ご縁婚〜クールな旦那さまに愛されてます〜
自覚すると無性に気恥ずかしくなり、とりあえず部屋を出ようと腰を上げる。初音に毛布をかけて、歩き出そうとした、そのとき。


「私も……」


ドキリとするようなひとことがぽつりと聞こえ、勢いよく振り向いた。

彼女はどうやら眠っているようで、すーすーと気持ちよさそうな寝息を立てている。

驚いた……一瞬聞かれていたかと思った。

もしも起きていたら、すかさず抱きしめてキスしたい衝動に駆られているところだった。思春期の男子学生か、とツッコみたくなる。

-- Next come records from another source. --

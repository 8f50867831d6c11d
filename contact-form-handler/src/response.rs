use crate::{
    abuse_filter::RejectReason,
    messages::{Language, UserMessage},
    notification::DispatchError,
    validation::ValidationError,
};
use lambda_http::{
    http::{
        header::{CACHE_CONTROL, CONTENT_TYPE},
        HeaderValue, StatusCode,
    },
    Body, Response,
};
use serde::{Deserialize, Serialize};
use serde_json::{json, Value};
use tracing::error;

const FALLBACK_BODY: &str = r#"{"success":false,"message":"Internal server error"}"#;

/// The JSON envelope every response carries.
#[derive(Serialize, Deserialize, Debug, Clone, PartialEq)]
pub struct ApiResponse {
    pub success: bool,
    pub message: String,
    #[serde(default, skip_serializing_if = "Option::is_none")]
    pub debug: Option<Value>,
}

impl ApiResponse {
    pub fn success(message: UserMessage, language: Language) -> Self {
        Self {
            success: true,
            message: message.text(language).into(),
            debug: None,
        }
    }

    pub fn with_debug(self, debug: Value) -> Self {
        Self {
            debug: Some(debug),
            ..self
        }
    }

    pub fn into_response(self, status: StatusCode) -> Response<Body> {
        let body = serde_json::to_string(&self).unwrap_or_else(|error| {
            error!("Unable to serialise response: {error}");
            FALLBACK_BODY.into()
        });
        let mut response = Response::new(Body::from(body));
        *response.status_mut() = status;
        let headers = response.headers_mut();
        headers.insert(
            CONTENT_TYPE,
            HeaderValue::from_static("application/json; charset=UTF-8"),
        );
        headers.insert(
            CACHE_CONTROL,
            HeaderValue::from_static("no-cache, must-revalidate"),
        );
        response
    }
}

#[derive(Debug)]
pub enum ContactFormError {
    MethodNotAllowed {
        method: String,
        content_type: Option<String>,
    },
    AbuseRejected(RejectReason),
    ValidationFailed(ValidationError),
    DispatchFailed(DispatchError),
    UnexpectedFault(anyhow::Error),
}

impl ContactFormError {
    pub fn log(&self) {
        match self {
            ContactFormError::MethodNotAllowed { method, .. } => {
                error!("Rejected request with method {method}");
            }
            ContactFormError::AbuseRejected(reason) => {
                error!("Rejected submission as abuse: {reason}");
            }
            ContactFormError::ValidationFailed(error) => {
                error!("Client error in contact form submission: {error}");
            }
            ContactFormError::DispatchFailed(error) => {
                error!("Internal error sending contact form email: {error}");
            }
            ContactFormError::UnexpectedFault(error) => {
                error!("Unexpected error handling contact form submission: {error:#}");
            }
        }
    }

    fn user_message(&self) -> UserMessage {
        match self {
            ContactFormError::MethodNotAllowed { .. } => UserMessage::MethodNotAllowed,
            ContactFormError::AbuseRejected(_) => UserMessage::Rejected,
            ContactFormError::ValidationFailed(error) => error.user_message(),
            ContactFormError::DispatchFailed(_) => UserMessage::SendFailed,
            ContactFormError::UnexpectedFault(_) => UserMessage::UnexpectedError,
        }
    }

    fn status(&self) -> StatusCode {
        match self {
            ContactFormError::MethodNotAllowed { .. } => StatusCode::METHOD_NOT_ALLOWED,
            _ => StatusCode::OK,
        }
    }

    /// Details for operators. Abuse rejections carry none so that bots learn nothing from them.
    fn debug(&self) -> Option<Value> {
        match self {
            ContactFormError::MethodNotAllowed {
                method,
                content_type,
            } => Some(json!({
                "request_method": method,
                "expected_method": "POST",
                "content_type": content_type,
            })),
            ContactFormError::AbuseRejected(_) => None,
            ContactFormError::ValidationFailed(error) => Some(json!({ "error": error.to_string() })),
            ContactFormError::DispatchFailed(error) => Some(json!({ "error": error.to_string() })),
            ContactFormError::UnexpectedFault(error) => {
                Some(json!({ "error": format!("{error:#}") }))
            }
        }
    }

    pub fn into_response(self, language: Language, debug_mode: bool) -> Response<Body> {
        let status = self.status();
        ApiResponse {
            success: false,
            message: self.user_message().text(language).into(),
            debug: if debug_mode { self.debug() } else { None },
        }
        .into_response(status)
    }
}

impl From<ValidationError> for ContactFormError {
    fn from(error: ValidationError) -> Self {
        ContactFormError::ValidationFailed(error)
    }
}

impl From<DispatchError> for ContactFormError {
    fn from(error: DispatchError) -> Self {
        ContactFormError::DispatchFailed(error)
    }
}

impl std::fmt::Display for ContactFormError {
    fn fmt(&self, f: &mut std::fmt::Formatter<'_>) -> std::fmt::Result {
        match self {
            ContactFormError::MethodNotAllowed { method, .. } => {
                write!(f, "Method not allowed: {method}")
            }
            ContactFormError::AbuseRejected(reason) => write!(f, "Rejected as abuse: {reason}"),
            ContactFormError::ValidationFailed(error) => write!(f, "Client error: {error}"),
            ContactFormError::DispatchFailed(error) => write!(f, "Internal error: {error}"),
            ContactFormError::UnexpectedFault(error) => write!(f, "Unexpected error: {error:#}"),
        }
    }
}

impl std::error::Error for ContactFormError {}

きっと夢でも見ているのだろう彼女に、苦笑を漏らす。ほっとしたような、少し残念なような、複雑な気持ちで部屋をあとにした。


 * * *


それからというもの、以前と変わらない態度で初音と接していたが、彼女の些細な変化に気づくようになった。

今日は髪型が違うだとか、疲れた顔をしていたり、上の空になっていたりするときがあるな、とか。

それと同時に、彼女のためになにかをしてあげたくなって、もっと俺に頼ってほしいとも思った。

こんなふうに女性に思考を奪われて、献身的な気持ちになるなど、俺の記憶が確かならば三十年生きてきた中で初めてのこと。

彼女を見ているだけでドキドキする、と形容するのも恥ずかしいが、まさにその表現がしっくりくる。遅すぎる青い春の到来だ。